Once in a while concert-going becomes the revelatory experience that all concertgoers hope it will be.

Such was the case Tuesday night when the Buffalo Chamber Music Society brought the Muir String Quartet and pianist Menahem Pressler to Kleinhans’ Mary Seaton Room.

If it had been a rock concert, the end of the show would have featured hordes of cell phones being held up high in the air for their ghostly glow to cast light on ecstatic faces.

But it was a classical music program and the performers had to be content with an audience that just stood up and clapped like mad while a few voices gave forth an occasional “huzzah.”

No matter. The house was still rocked.

It all began with a brief little bonbon by Wolfgang Amadeus Mozart, a composer whose small wonders frequently outshine other works on programs. The Adagio and Fugue in C minor (K. 546) actually expanded a prior Fugue for two pianos (K. 426) and did so with good results.

The Muir Quartet handled Mozart’s compositional progression from deceptively simple to complex with speed and grace.

The same sterling musicianship was on display in Erwin Schulhoff’s “Five Pieces” for string quartet.

Schulhoff’s early years straddled the cusp of the 20th century, a period when European classical music was undergoing some of its most challenging stylistic permutations.

Some composers found inspiration in microtones or atonal expressionism but the importation of jazz rhythms from America arguably made the biggest immediate impression among modernists.

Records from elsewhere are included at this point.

pub mod migrations;

use rusqlite::Connection;
use std::path::Path;
use std::sync::{Arc, Mutex};

/// Type alias for the shared database connection.
/// rusqlite is synchronous, so we wrap in Arc<Mutex> for thread safety
/// with tokio::task::spawn_blocking for DB operations.
pub type DbPool = Arc<Mutex<Connection>>;

/// Initialize the SQLite database: create data directory if needed,
/// open (or create) the database file, enable WAL mode, and run migrations.
pub fn init_db(data_dir: &str) -> Result<DbPool, Box<dyn std::error::Error + Send + Sync>> {
    std::fs::create_dir_all(data_dir)?;

    let db_path = Path::new(data_dir).join("bullride.db");
    let mut conn = Connection::open(&db_path)?;

    // WAL for concurrent readers
    conn.pragma_update(None, "journal_mode", "WAL")?;

    migrations::migrations().to_latest(&mut conn)?;

    tracing::info!("Database initialized at {}", db_path.display());

    Ok(Arc::new(Mutex::new(conn)))
}

/// Open a private in-memory database with the schema applied.
pub fn init_memory_db() -> Result<DbPool, Box<dyn std::error::Error + Send + Sync>> {
    let mut conn = Connection::open_in_memory()?;
    migrations::migrations().to_latest(&mut conn)?;
    Ok(Arc::new(Mutex::new(conn)))
}
//! Bullride backend server library.
//! This crate exposes internal modules for integration testing.
//! The binary entry point is in main.rs.

pub mod auth;
pub mod baskets;
pub mod chat;
pub mod config;
pub mod contact;
pub mod db;
pub mod error;
pub mod routes;
pub mod state;
pub mod stocks;
pub mod ws;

Schulhoff’s score is roughly 13 minutes long and was written in 1923.

All the movements have descriptive instructions like “Alla Valse Viennese”, “Alla Tango” and “Alla Tarantella” that effectively describe the dance rhythms at the heart of these pieces.

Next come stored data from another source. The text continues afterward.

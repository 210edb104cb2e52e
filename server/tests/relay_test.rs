//! Integration tests for the admin chat: admission, join/leave notices and relaying.

use std::net::SocketAddr;
use std::sync::Arc;
use std::time::Duration;

use axum::http::HeaderValue;
use bullride_server::auth::{Admission, AdmissionPolicy, SharedSecretVerifier};
use bullride_server::chat::ChatRelay;
use futures_util::{SinkExt, StreamExt};
use jsonwebtoken::{encode, EncodingKey, Header};
use serde_json::{json, Value};
use tokio::net::{TcpListener, TcpStream};
use tokio_tungstenite::tungstenite::Message;
use tokio_tungstenite::{MaybeTlsStream, WebSocketStream};

type WsStream = WebSocketStream<MaybeTlsStream<TcpStream>>;

/// Helper: start the server on a random port and return (addr, relay handle).
async fn start_test_server(admission: Admission) -> (SocketAddr, ChatRelay) {
    let relay = ChatRelay::new();
    let db = bullride_server::db::init_memory_db().expect("Failed to init DB");
    let market = bullride_server::stocks::AlpacaClient::new(
        &bullride_server::config::AlpacaConfig::default(),
    )
    .expect("Failed to build market client");

    let state = bullride_server::state::AppState {
        relay: relay.clone(),
        admission,
        mailer: Arc::new(bullride_server::contact::LogMailer),
        market: Arc::new(market),
        baskets: Arc::new(bullride_server::baskets::SqliteBasketStore::new(db)),
        allowed_origin: HeaderValue::from_static("https://bullride.us"),
    };

    let app = bullride_server::routes::build_router(state);
    let listener = TcpListener::bind("127.0.0.1:0").await.unwrap();
    let addr = listener.local_addr().unwrap();

    tokio::spawn(async move {
        axum::serve(
            listener,
            app.into_make_service_with_connect_info::<SocketAddr>(),
        )
        .await
        .unwrap();
    });

    tokio::time::sleep(Duration::from_millis(50)).await;

    (addr, relay)
}

fn token_for(email: &str) -> String {
    encode(
        &Header::default(),
        &json!({ "email": email }),
        &EncodingKey::from_secret(b"whatever-the-identity-provider-uses"),
    )
    .unwrap()
}

async fn connect(addr: SocketAddr, token: &str) -> WsStream {
    let url = format!("ws://{}/ws?token={}", addr, token);
    let (ws, _) = tokio_tungstenite::connect_async(&url)
        .await
        .expect("WebSocket connect failed");
    ws
}

/// Next text frame as JSON, skipping control frames.
async fn next_json(ws: &mut WsStream) -> Value {
    loop {
        let msg = tokio::time::timeout(Duration::from_secs(2), ws.next())
            .await
            .expect("Timed out waiting for frame")
            .expect("Stream ended")
            .expect("WebSocket error");
        match msg {
            Message::Text(text) => return serde_json::from_str(&text).expect("Frame is not JSON"),
            Message::Ping(_) | Message::Pong(_) => continue,
            other => panic!("Unexpected frame: {:?}", other),
        }
    }
}

/// Assert nothing arrives within a short window.
async fn assert_silent(ws: &mut WsStream) {
    let res = tokio::time::timeout(Duration::from_millis(200), ws.next()).await;
    assert!(res.is_err(), "Expected no frame, got {:?}", res);
}

/// After a rejection notice the server closes the connection.
async fn assert_closed(ws: &mut WsStream) {
    let next = tokio::time::timeout(Duration::from_secs(2), ws.next())
        .await
        .expect("Timed out waiting for close");
    assert!(
        matches!(next, None | Some(Ok(Message::Close(_))) | Some(Err(_))),
        "Expected close, got {:?}",
        next
    );
}

async fn wait_for_members(relay: &ChatRelay, expected: usize) {
    for _ in 0..40 {
        if relay.len() == expected {
            return;
        }
        tokio::time::sleep(Duration::from_millis(25)).await;
    }
    panic!("Expected {} members, found {}", expected, relay.len());
}

#[tokio::test]
async fn test_plain_get_returns_liveness_text() {
    let (addr, _relay) = start_test_server(Admission::unverified("bullride.us")).await;

    for path in ["/", "/ws"] {
        let resp = reqwest::get(format!("http://{}{}", addr, path)).await.unwrap();
        assert_eq!(resp.status(), 200);
        assert_eq!(resp.text().await.unwrap(), "Bullride backend is running!");
    }
}

#[tokio::test]
async fn test_admin_receives_own_join_notice() {
    let (addr, relay) = start_test_server(Admission::unverified("bullride.us")).await;

    let mut alice = connect(addr, &token_for("alice@bullride.us")).await;
    assert_eq!(
        next_json(&mut alice).await,
        json!({ "system": "alice@bullride.us joined the chat." })
    );
    assert_eq!(relay.len(), 1);
}

#[tokio::test]
async fn test_chat_message_reaches_every_member_once() {
    let (addr, _relay) = start_test_server(Admission::unverified("bullride.us")).await;

    let mut alice = connect(addr, &token_for("alice@bullride.us")).await;
    next_json(&mut alice).await;

    let mut bob = connect(addr, &token_for("bob@bullride.us")).await;
    let bob_join = json!({ "system": "bob@bullride.us joined the chat." });
    assert_eq!(next_json(&mut bob).await, bob_join);
    assert_eq!(next_json(&mut alice).await, bob_join);

    alice
        .send(Message::Text(json!({ "text": "hello team" }).to_string().into()))
        .await
        .unwrap();

    let expected = json!({ "sender": "alice", "text": "hello team" });
    assert_eq!(next_json(&mut alice).await, expected);
    assert_eq!(next_json(&mut bob).await, expected);

    // Exactly once each
    assert_silent(&mut alice).await;
    assert_silent(&mut bob).await;
}

#[tokio::test]
async fn test_non_admin_is_denied_and_closed() {
    let (addr, relay) = start_test_server(Admission::unverified("bullride.us")).await;

    let mut alice = connect(addr, &token_for("alice@bullride.us")).await;
    next_json(&mut alice).await;

    let mut mallory = connect(addr, &token_for("mallory@example.com")).await;
    assert_eq!(
        next_json(&mut mallory).await,
        json!({ "system": "Access denied: not an admin." })
    );
    assert_closed(&mut mallory).await;

    // Never registered, never announced
    assert_eq!(relay.len(), 1);
    assert_silent(&mut alice).await;
}

#[tokio::test]
async fn test_lookalike_domain_is_denied() {
    let (addr, _relay) = start_test_server(Admission::unverified("bullride.us")).await;

    let mut ws = connect(addr, &token_for("eve@notbullride.us")).await;
    assert_eq!(
        next_json(&mut ws).await,
        json!({ "system": "Access denied: not an admin." })
    );
    assert_closed(&mut ws).await;
}

#[tokio::test]
async fn test_garbage_token_is_invalid() {
    let (addr, relay) = start_test_server(Admission::unverified("bullride.us")).await;

    let mut ws = connect(addr, "not-a-token").await;
    assert_eq!(next_json(&mut ws).await, json!({ "system": "Invalid token." }));
    assert_closed(&mut ws).await;
    assert!(relay.is_empty());
}

#[tokio::test]
async fn test_missing_token_is_invalid() {
    let (addr, _relay) = start_test_server(Admission::unverified("bullride.us")).await;

    let (mut ws, _) = tokio_tungstenite::connect_async(format!("ws://{}/", addr))
        .await
        .expect("WebSocket connect failed");
    assert_eq!(next_json(&mut ws).await, json!({ "system": "Invalid token." }));
    assert_closed(&mut ws).await;
}

#[tokio::test]
async fn test_repeated_token_parameter_is_invalid() {
    let (addr, relay) = start_test_server(Admission::unverified("bullride.us")).await;

    let url = format!(
        "ws://{}/ws?token={}&token={}",
        addr,
        token_for("alice@bullride.us"),
        token_for("bob@bullride.us")
    );
    let (mut ws, _) = tokio_tungstenite::connect_async(&url)
        .await
        .expect("WebSocket connect failed");
    assert_eq!(next_json(&mut ws).await, json!({ "system": "Invalid token." }));
    assert_closed(&mut ws).await;
    assert!(relay.is_empty());
}

#[tokio::test]
async fn test_leave_notice_after_disconnect() {
    let (addr, relay) = start_test_server(Admission::unverified("bullride.us")).await;

    let mut alice = connect(addr, &token_for("alice@bullride.us")).await;
    next_json(&mut alice).await;
    let mut bob = connect(addr, &token_for("bob@bullride.us")).await;
    next_json(&mut bob).await;
    next_json(&mut alice).await;

    bob.close(None).await.unwrap();

    assert_eq!(
        next_json(&mut alice).await,
        json!({ "system": "bob@bullride.us left the chat." })
    );
    wait_for_members(&relay, 1).await;

    // Announced once only
    assert_silent(&mut alice).await;
}

#[tokio::test]
async fn test_malformed_frame_is_ignored() {
    let (addr, relay) = start_test_server(Admission::unverified("bullride.us")).await;

    let mut alice = connect(addr, &token_for("alice@bullride.us")).await;
    next_json(&mut alice).await;

    alice.send(Message::Text("not json".into())).await.unwrap();
    alice
        .send(Message::Text(json!({ "body": "wrong field" }).to_string().into()))
        .await
        .unwrap();
    alice
        .send(Message::Text(json!({ "text": "still here" }).to_string().into()))
        .await
        .unwrap();

    assert_eq!(
        next_json(&mut alice).await,
        json!({ "sender": "alice", "text": "still here" })
    );
    assert_eq!(relay.len(), 1);
}

#[tokio::test]
async fn test_shared_secret_rejects_forged_token() {
    let admission = Admission::new(
        Arc::new(SharedSecretVerifier::new(b"server-secret".to_vec())),
        AdmissionPolicy::new("bullride.us"),
    );
    let (addr, _relay) = start_test_server(admission).await;

    // Signed with the wrong key
    let mut forged = connect(addr, &token_for("alice@bullride.us")).await;
    assert_eq!(next_json(&mut forged).await, json!({ "system": "Invalid token." }));
    assert_closed(&mut forged).await;

    let exp = chrono::Utc::now().timestamp() + 600;
    let good = encode(
        &Header::default(),
        &json!({ "email": "alice@bullride.us", "exp": exp }),
        &EncodingKey::from_secret(b"server-secret"),
    )
    .unwrap();
    let mut alice = connect(addr, &good).await;
    assert_eq!(
        next_json(&mut alice).await,
        json!({ "system": "alice@bullride.us joined the chat." })
    );
}
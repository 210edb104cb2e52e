//! HTTP error type for the REST handlers.

use axum::{
    http::StatusCode,
    response::{IntoResponse, Response},
    Json,
};
use serde_json::json;
use thiserror::Error;

#[derive(Debug, Error)]
pub enum ApiError {
    /// 400 with `{ "error": message }`.
    #[error("{0}")]
    BadRequest(&'static str),

    /// 500 with `{ "error": message }`. The cause is logged, not returned.
    #[error("{0}")]
    Storage(&'static str),

    /// 500 with `{ "error": code, "message": message }`.
    #[error("{code}: {message}")]
    Failed { code: &'static str, message: String },

    /// Upstream responded with a non-success status; passed through unchanged.
    #[error("{code}: upstream returned {status}")]
    Upstream {
        code: &'static str,
        status: StatusCode,
        body: String,
    },
}

impl IntoResponse for ApiError {
    fn into_response(self) -> Response {
        match self {
            ApiError::BadRequest(message) => {
                (StatusCode::BAD_REQUEST, Json(json!({ "error": message }))).into_response()
            }
            ApiError::Storage(message) => (
                StatusCode::INTERNAL_SERVER_ERROR,
                Json(json!({ "error": message })),
            )
                .into_response(),
            ApiError::Failed { code, message } => (
                StatusCode::INTERNAL_SERVER_ERROR,
                Json(json!({ "error": code, "message": message })),
            )
                .into_response(),
            ApiError::Upstream { code, status, body } => (
                status,
                Json(json!({ "error": code, "status": status.as_u16(), "body": body })),
            )
                .into_response(),
        }
    }
}

pub type ApiResult<T> = Result<T, ApiError>;
use axum::extract::ws::{Message, WebSocket};
use futures_util::{SinkExt, StreamExt};
use tokio::sync::mpsc;

use crate::auth::Identity;
use crate::chat::ChatRelay;

/// Run the actor-per-connection pattern for an admitted WebSocket.
///
/// Splits the WebSocket into reader and writer halves:
/// - Writer task: owns the sink, forwards frames from an mpsc channel
/// - Reader loop: hands each inbound text frame to the relay
///
/// The relay holds a clone of the channel sender, so every broadcast reaching
/// this client goes through the single writer and keeps its order.
///
/// No idle timeout is applied: a silent client stays registered until its
/// channel closes.
pub async fn run_connection(socket: WebSocket, relay: ChatRelay, identity: Identity) {
    let (ws_sender, mut ws_receiver) = socket.split();
    let (tx, rx) = mpsc::unbounded_channel::<Message>();

    let writer_handle = tokio::spawn(writer_task(ws_sender, rx));

    let connection_id = relay.join(identity.clone(), tx);

    loop {
        match ws_receiver.next().await {
            Some(Ok(msg)) => match msg {
                Message::Text(text) => {
                    relay.relay_frame(connection_id, text.as_str());
                }
                Message::Binary(data) => match std::str::from_utf8(&data) {
                    Ok(text) => {
                        relay.relay_frame(connection_id, text);
                    }
                    Err(e) => {
                        tracing::warn!(
                            identity = %identity,
                            error = %e,
                            "Dropping non-UTF-8 binary frame"
                        );
                    }
                },
                // Pongs are answered by the WebSocket layer.
                Message::Ping(_) | Message::Pong(_) => {}
                Message::Close(frame) => {
                    tracing::info!(
                        identity = %identity,
                        reason = ?frame,
                        "Client initiated close"
                    );
                    break;
                }
            },
            Some(Err(e)) => {
                tracing::warn!(
                    identity = %identity,
                    error = %e,
                    "WebSocket receive error"
                );
                break;
            }
            None => {
                tracing::info!(identity = %identity, "WebSocket stream ended");
                break;
            }
        }
    }

    relay.leave(connection_id);
    writer_handle.abort();
}

/// Writer task: receives frames from the mpsc channel and forwards them to the WebSocket sink.
async fn writer_task(
    mut ws_sender: futures_util::stream::SplitSink<WebSocket, Message>,
    mut rx: mpsc::UnboundedReceiver<Message>,
) {
    while let Some(msg) = rx.recv().await {
        if ws_sender.send(msg).await.is_err() {
            // Send failed: the connection is broken
            break;
        }
    }
}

The Muirs did right by the composer.

Vibrant and driving playing with quick, madcap moments flaring throughout their brief performance, the group made a case for this work to be heard more often.

But the top of the bill — the creme de la creme of the evening — was Johannes Brahms’ Piano Quintet in F minor, op. 34.

With Pressler, the former pianist of the Beaux Arts Trio, added to the quartet, the results verged upon magical.

Fiery intensity in the first movement was matched by a no-less-forceful, albeit subtler, emotion in the second.

The third movement was anthemic and incandescent with speed, power and drama.

And the work’s end was cathartic.

Could the concert have been better? Maybe, but I doubt it.

Concert Review

The Muir Quartet

With pianist Menahem Pressler on Tuesday night in the Mary Seaton Room of Kleinhans Music Hall.